## Exercise description
Where does the word "generator" appear in the entries below? Copy each line that holds it.

## Exercise materials

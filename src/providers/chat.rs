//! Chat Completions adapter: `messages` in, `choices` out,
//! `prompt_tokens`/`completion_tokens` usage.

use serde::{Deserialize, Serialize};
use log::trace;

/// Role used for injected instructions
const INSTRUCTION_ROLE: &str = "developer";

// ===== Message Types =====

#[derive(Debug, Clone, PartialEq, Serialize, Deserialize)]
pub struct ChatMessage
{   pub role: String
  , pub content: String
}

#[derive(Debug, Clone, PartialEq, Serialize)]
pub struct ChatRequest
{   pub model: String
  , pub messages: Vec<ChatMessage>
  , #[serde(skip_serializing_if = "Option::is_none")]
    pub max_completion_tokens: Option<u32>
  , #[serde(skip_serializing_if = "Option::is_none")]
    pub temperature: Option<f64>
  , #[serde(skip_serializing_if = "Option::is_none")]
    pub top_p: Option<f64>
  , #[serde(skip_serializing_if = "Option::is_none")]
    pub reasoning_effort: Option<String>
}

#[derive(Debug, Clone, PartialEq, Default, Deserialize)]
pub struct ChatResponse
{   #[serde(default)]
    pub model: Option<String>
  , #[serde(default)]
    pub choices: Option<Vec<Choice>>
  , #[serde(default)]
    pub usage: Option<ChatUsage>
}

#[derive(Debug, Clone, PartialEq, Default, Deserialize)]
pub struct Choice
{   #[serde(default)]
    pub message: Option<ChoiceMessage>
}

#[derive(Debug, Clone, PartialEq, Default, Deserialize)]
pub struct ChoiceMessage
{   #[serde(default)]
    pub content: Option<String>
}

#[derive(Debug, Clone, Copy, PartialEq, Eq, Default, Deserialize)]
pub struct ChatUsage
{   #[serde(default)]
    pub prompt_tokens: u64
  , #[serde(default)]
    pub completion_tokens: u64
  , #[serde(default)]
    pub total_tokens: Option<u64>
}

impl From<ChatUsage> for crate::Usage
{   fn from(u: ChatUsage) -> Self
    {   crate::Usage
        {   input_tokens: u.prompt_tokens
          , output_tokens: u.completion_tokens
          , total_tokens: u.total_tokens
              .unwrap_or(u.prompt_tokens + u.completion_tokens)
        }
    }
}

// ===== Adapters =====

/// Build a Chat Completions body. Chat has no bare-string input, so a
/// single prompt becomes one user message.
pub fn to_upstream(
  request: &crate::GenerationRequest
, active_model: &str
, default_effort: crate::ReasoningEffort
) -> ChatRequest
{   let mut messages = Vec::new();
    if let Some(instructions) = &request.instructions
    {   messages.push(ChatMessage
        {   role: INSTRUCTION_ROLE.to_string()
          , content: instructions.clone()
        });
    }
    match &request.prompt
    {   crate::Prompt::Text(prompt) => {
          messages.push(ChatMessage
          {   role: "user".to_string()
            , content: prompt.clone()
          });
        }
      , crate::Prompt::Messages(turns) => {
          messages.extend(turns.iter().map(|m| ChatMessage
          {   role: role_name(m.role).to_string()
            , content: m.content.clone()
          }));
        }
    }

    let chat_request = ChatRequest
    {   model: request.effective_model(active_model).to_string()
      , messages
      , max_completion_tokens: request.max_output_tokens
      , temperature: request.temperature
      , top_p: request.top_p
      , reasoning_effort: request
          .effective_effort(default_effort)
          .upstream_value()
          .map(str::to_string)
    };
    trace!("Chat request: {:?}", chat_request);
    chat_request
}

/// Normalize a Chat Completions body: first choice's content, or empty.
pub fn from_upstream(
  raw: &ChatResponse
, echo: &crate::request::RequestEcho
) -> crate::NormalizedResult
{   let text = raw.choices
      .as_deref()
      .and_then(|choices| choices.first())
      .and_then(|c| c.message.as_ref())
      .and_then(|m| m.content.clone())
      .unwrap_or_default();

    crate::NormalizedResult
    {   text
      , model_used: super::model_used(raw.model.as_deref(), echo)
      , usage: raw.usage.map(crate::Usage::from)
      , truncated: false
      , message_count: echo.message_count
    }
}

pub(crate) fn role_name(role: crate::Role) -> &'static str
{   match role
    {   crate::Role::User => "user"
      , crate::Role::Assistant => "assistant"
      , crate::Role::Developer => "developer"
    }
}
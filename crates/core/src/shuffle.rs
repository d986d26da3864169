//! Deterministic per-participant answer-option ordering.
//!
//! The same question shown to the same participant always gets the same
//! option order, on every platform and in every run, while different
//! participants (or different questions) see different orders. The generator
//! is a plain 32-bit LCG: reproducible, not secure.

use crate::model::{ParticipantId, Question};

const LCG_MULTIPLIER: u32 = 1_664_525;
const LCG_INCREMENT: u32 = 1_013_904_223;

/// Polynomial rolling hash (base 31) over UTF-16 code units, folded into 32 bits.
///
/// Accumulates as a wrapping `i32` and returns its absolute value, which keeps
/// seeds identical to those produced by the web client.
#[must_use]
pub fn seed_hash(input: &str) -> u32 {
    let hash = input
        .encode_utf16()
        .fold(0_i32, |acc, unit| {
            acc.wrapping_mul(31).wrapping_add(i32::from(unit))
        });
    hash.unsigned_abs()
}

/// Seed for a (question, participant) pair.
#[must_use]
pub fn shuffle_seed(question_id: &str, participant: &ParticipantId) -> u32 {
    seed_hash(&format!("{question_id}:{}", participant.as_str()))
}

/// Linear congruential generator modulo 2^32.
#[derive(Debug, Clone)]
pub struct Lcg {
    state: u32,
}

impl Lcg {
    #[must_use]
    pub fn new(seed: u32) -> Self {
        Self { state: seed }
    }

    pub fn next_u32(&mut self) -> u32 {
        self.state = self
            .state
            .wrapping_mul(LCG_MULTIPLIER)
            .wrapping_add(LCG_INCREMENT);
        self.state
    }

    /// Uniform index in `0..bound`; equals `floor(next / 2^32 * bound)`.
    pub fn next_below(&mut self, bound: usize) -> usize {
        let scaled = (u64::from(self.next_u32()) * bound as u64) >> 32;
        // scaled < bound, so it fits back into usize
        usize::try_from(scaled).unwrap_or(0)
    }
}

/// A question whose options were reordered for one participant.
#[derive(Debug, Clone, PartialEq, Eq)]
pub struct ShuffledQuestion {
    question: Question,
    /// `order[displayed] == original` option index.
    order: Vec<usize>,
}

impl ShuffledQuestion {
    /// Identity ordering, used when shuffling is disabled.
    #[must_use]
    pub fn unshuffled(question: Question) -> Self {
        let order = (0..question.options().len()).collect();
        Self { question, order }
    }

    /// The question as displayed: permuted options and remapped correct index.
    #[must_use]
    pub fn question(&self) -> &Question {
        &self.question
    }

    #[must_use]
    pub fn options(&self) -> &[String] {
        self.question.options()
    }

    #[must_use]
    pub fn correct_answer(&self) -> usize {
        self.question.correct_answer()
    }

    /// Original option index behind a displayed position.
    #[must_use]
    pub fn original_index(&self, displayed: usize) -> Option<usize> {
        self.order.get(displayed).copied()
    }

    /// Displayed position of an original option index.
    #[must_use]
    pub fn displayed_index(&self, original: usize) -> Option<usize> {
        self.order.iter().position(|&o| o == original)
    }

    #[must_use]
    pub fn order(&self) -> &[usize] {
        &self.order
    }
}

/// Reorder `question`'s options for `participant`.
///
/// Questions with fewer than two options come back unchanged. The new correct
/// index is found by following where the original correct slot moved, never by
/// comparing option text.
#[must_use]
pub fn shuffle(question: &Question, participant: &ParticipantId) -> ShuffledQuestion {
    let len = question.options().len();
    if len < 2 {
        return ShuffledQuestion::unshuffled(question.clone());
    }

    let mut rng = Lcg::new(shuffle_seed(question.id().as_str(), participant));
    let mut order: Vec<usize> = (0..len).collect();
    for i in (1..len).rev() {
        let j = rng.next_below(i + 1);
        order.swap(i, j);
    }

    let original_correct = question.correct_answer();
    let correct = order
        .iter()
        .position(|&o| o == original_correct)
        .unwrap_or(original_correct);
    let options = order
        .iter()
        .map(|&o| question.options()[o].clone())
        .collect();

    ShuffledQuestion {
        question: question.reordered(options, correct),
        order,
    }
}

## Solution to this task
//! participants (or different questions) see different orders. The generator
/// Linear congruential generator modulo 2^32.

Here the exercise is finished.